BARGAINING ALLOWED

BEIJING-“Please come in, sir, and have a look. The cheapest prices and the best choice.”

No, we have not discovered Beijing’s red-light district, and the time is not midnight. We have come to Xizhimen, an area where narrow streets are lined by small “mom-and-pop” stores, on a typical weekday afternoon. The specialty here: mobile phones of all makes and colors; pagers; battery chargers and mobile-phone headsets.

Peasant girls try to lure customers inside their small shops where they have a collection of a dozen mobile phones. Those made by L.M. Ericsson, Nokia Oy and Motorola Inc. attract the most customers, but units made by Alcatel, Panasonic, Sony Corp. and Mitsubishi also are available. The latest models, such as the Nokia 6110, are readily available before the official operators put them on sale.

Competition is fierce, and what you pay in the end depends on your bargaining skills. Prices drop regularly, and the network-connection fee also is sometimes discounted, as operators China Telecom, affiliated with the Ministry of Telecommunications; and Unicom, supported by rival ministries such as Electronics and Railways, wage a fierce battle to win eager consumers.

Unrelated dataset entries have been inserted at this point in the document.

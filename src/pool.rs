//! Address pool management.
//!
//! The pool is a FIFO of (address, netmask) resources. Start-up loads it from
//! the configuration and then freezes it; from then on entries only leave the
//! pool through [`AddressPool::allocate`] and come back through
//! [`AddressPool::release`].
//!
//! The pool does not know about sessions. Keeping an address out of the pool
//! while a lease holds it, and never releasing the same entry twice, is the
//! job of the session state machine.

use std::collections::{HashSet, VecDeque};
use std::net::Ipv4Addr;

use serde::{Deserialize, Serialize};
use tracing::debug;

use crate::error::{Error, Result};

/// One leasable resource: an address and the netmask handed out with it.
#[derive(Debug, Clone, Copy, PartialEq, Eq, Hash, Serialize, Deserialize)]
pub struct PoolEntry {
    pub address: Ipv4Addr,
    pub netmask: u32,
}

impl PoolEntry {
    pub fn new(address: Ipv4Addr, netmask: u32) -> Self {
        Self { address, netmask }
    }
}

impl std::fmt::Display for PoolEntry {
    fn fmt(&self, f: &mut std::fmt::Formatter<'_>) -> std::fmt::Result {
        write!(f, "{}/{}", self.address, self.netmask)
    }
}

/// FIFO of free address resources.
#[derive(Debug, Default)]
pub struct AddressPool {
    /// Free entries; the front is offered next.
    free: VecDeque<PoolEntry>,
    /// Every resource added while loading, allocated or not.
    configured: HashSet<PoolEntry>,
    /// Number of resources added while loading, duplicates included.
    capacity: usize,
    frozen: bool,
}

impl AddressPool {
    /// Creates an empty pool in loading mode.
    pub fn new() -> Self {
        Self::default()
    }

    /// Builds a frozen pool holding `entries` in the given order.
    pub fn from_entries<I>(entries: I) -> Self
    where
        I: IntoIterator<Item = PoolEntry>,
    {
        let mut pool = Self::new();
        for entry in entries {
            pool.push_configured(entry);
        }
        pool.freeze();
        pool
    }

    /// Clears the pool and returns it to loading mode.
    pub fn initialize(&mut self) {
        self.free.clear();
        self.configured.clear();
        self.capacity = 0;
        self.frozen = false;
    }

    /// Appends a configured resource.
    ///
    /// # Errors
    ///
    /// Returns [`Error::PoolFrozen`] once [`freeze`](Self::freeze) was called.
    pub fn add_resource(&mut self, entry: PoolEntry) -> Result<()> {
        if self.frozen {
            return Err(Error::PoolFrozen);
        }
        self.push_configured(entry);
        Ok(())
    }

    fn push_configured(&mut self, entry: PoolEntry) {
        self.free.push_back(entry);
        self.configured.insert(entry);
        self.capacity += 1;
    }

    /// Ends loading mode.
    pub fn freeze(&mut self) {
        self.frozen = true;
    }

    pub fn is_frozen(&self) -> bool {
        self.frozen
    }

    /// Takes the oldest free entry, or `None` when the pool is exhausted.
    pub fn allocate(&mut self) -> Option<PoolEntry> {
        let entry = self.free.pop_front();
        if let Some(entry) = entry {
            debug!("Allocated {} ({} left)", entry, self.free.len());
        }
        entry
    }

    /// Returns an entry to the back of the pool.
    pub fn release(&mut self, entry: PoolEntry) {
        self.free.push_back(entry);
        debug!("Released {} ({} free)", entry, self.free.len());
    }

    /// Returns true if `entry` is one of the configured resources.
    ///
    /// This looks at the configuration only; whether the entry is currently
    /// free or leased does not matter.
    pub fn validate(&self, entry: PoolEntry) -> bool {
        self.configured.contains(&entry)
    }

    /// Number of free entries.
    pub fn len(&self) -> usize {
        self.free.len()
    }

    pub fn is_empty(&self) -> bool {
        self.free.is_empty()
    }

    /// Number of configured resources.
    pub fn capacity(&self) -> usize {
        self.capacity
    }

    /// Free entries in allocation order.
    pub fn iter(&self) -> impl Iterator<Item = &PoolEntry> {
        self.free.iter()
    }
}
// =============================================================================
// OPTIONS
// =============================================================================

/// Tunable comparison behavior.
///
/// The defaults reproduce the conventional behavior: the `conditions` key is
/// a condition set, only type/status/observedGeneration are significant, and
/// a diff is rendered on inequality.
#[derive(Debug, Clone, PartialEq, Eq, Serialize, Deserialize)]
#[serde(default, deny_unknown_fields)]
pub struct CompareOptions {
    /// Status key compared as an unordered condition set.
    pub conditions_key: String,
    /// Extra condition attributes that are significant for equality.
    pub retained_condition_fields: Vec<String>,
    /// Render a diff when the statuses differ.
    pub render_diff: bool,
}

impl Default for CompareOptions {
    fn default() -> Self {
        Self {
            conditions_key: DEFAULT_CONDITIONS_KEY.to_string(),
            retained_condition_fields: Vec::new(),
            render_diff: true,
        }
    }
}

impl CompareOptions {
    /// Check the options for values the comparator cannot honor.
    pub fn validate(&self) -> Result<(), StatusEqError> {
        if self.conditions_key.is_empty() {
            return Err(StatusEqError::Config(
                "conditions_key must not be empty".to_string(),
            ));
        }

        for field in &self.retained_condition_fields {
            if field.is_empty() {
                return Err(StatusEqError::Config(
                    "retained_condition_fields must not contain empty names".to_string(),
                ));
            }
            if [
                CONDITION_TYPE_FIELD,
                CONDITION_STATUS_FIELD,
                CONDITION_GENERATION_FIELD,
            ]
            .contains(&field.as_str())
            {
                return Err(StatusEqError::Config(format!(
                    "'{}' is always compared and cannot be listed in retained_condition_fields",
                    field
                )));
            }
        }

        Ok(())
    }
}

// =============================================================================
// COMPARISON RESULT
// =============================================================================

/// Verdict of a status comparison.
#[derive(Debug, Clone, PartialEq, Serialize, Deserialize)]
pub struct Comparison {
    /// Whether the two statuses are semantically equal.
    pub equal: bool,
    /// Diagnostic diff, only on inequality and only if rendering succeeded.
    #[serde(default, skip_serializing_if = "Option::is_none")]
    pub diff: Option<StatusDiff>,
}

impl Comparison {
    /// An equal verdict.
    #[must_use]
    pub const fn equal() -> Self {
        Self {
            equal: true,
            diff: None,
        }
    }

    /// An unequal verdict with an optional diagnostic diff.
    #[must_use]
    pub const fn unequal(diff: Option<StatusDiff>) -> Self {
        Self { equal: false, diff }
    }
}

// =============================================================================
// COMPARATOR
// =============================================================================

/// The status comparator.
///
/// Holds only immutable options, so a single instance can be shared freely
/// between threads.
#[derive(Debug, Clone, Default)]
pub struct Comparator {
    options: CompareOptions,
}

At the official stores, China Telecom offers a choice of Global System for Mobile communications (GSM) handsets between US$570 and US$900 dollars, including the network connection fee of US$210 and a subscriber identity module (SIM) card.

Prices are fixed, no haggling here, and service has become quite efficient for a state-owned shop. You choose your handset, fill out a form, pay up, get your phone and you are out the door calling within half an hour.

Chairman Mao’s call to “serve the people” is being adapted to “serve the customer.” Amid the closure of state-owned factories and shops, the salespeople know they have to be nice to their customers or they will end up losing their “iron rice bowl” of guaranteed salary, medical expenses, pension and housing.

Service at the official stores always will be less colorful than at Xizhimen, where the peasant girls try to outbid each other, offering discounts.

“Come on in, we’ll give you a discount of 1,000 yuan,” one of them shouts. That amounts to US$120 dollars on a purchase of around US$800 dollars. Business is brisk at all times, with wads of 10,000 yuan changing hands continuously. No credit cards accepted here. Cars inch forward painstakingly in the narrow streets, more often than not forcing traffic to a complete standstill.

Buyers better take care, however, because not all phones are genuine. Fake products have appeared on the market, leaving the caller suspended in the middle of a conversation or even not able to establish a connection at all. Batteries run out very quickly.

If you ask the peasant salesgirls whether what they sell is the real stuff, they will answer you-with a really honest face-that they have never even heard of fake phones.

Nevertheless, the official China Central Television broadcast a story a few months ago, interviewing people who had been cheated. Most people still use analog phones and are advised to be picky when choosing a repair shop. Some unscrupulous repairmen sell mobile phone numbers to the highest bidder. At the end of the month, unsuspecting customers face sky-high phone bills.

Advertisements for mobile phones vie for space in the popular tabloids with those for computers and cars. Twenty years ago, newlyweds dreamed of a bicycle, a sewing machine and a watch. Today they want a car, a private apartment and a mobile phone. Once their only child starts going to school, a personal computer becomes an indispensable learning aid.

Since the mobile phone is the cheapest item on their dream list, that is what they will get first.

Even many government bureaucrats could not resist the temptation. Buying a mobile phone at the government’s expense became such a rage that China’s top leaders were forced to take drastic measures. Owners who had acquired their new toy by bending the rules were forced to sell it and deposit the proceeds back into state coffers.

As a result, the second-hand business is booming. Those who are still tempted to flaunt the prohibition of buying a mobile phone with public money face stern disciplinary action.

A similar clampdown on car purchases had a dramatic effect on China’s automobile industry. The latest statistics, however, do not show any drop in mobile-phone sales. It seems to be a tool many people decide they cannot do without, even if they have to fork over the money out of their own pocket.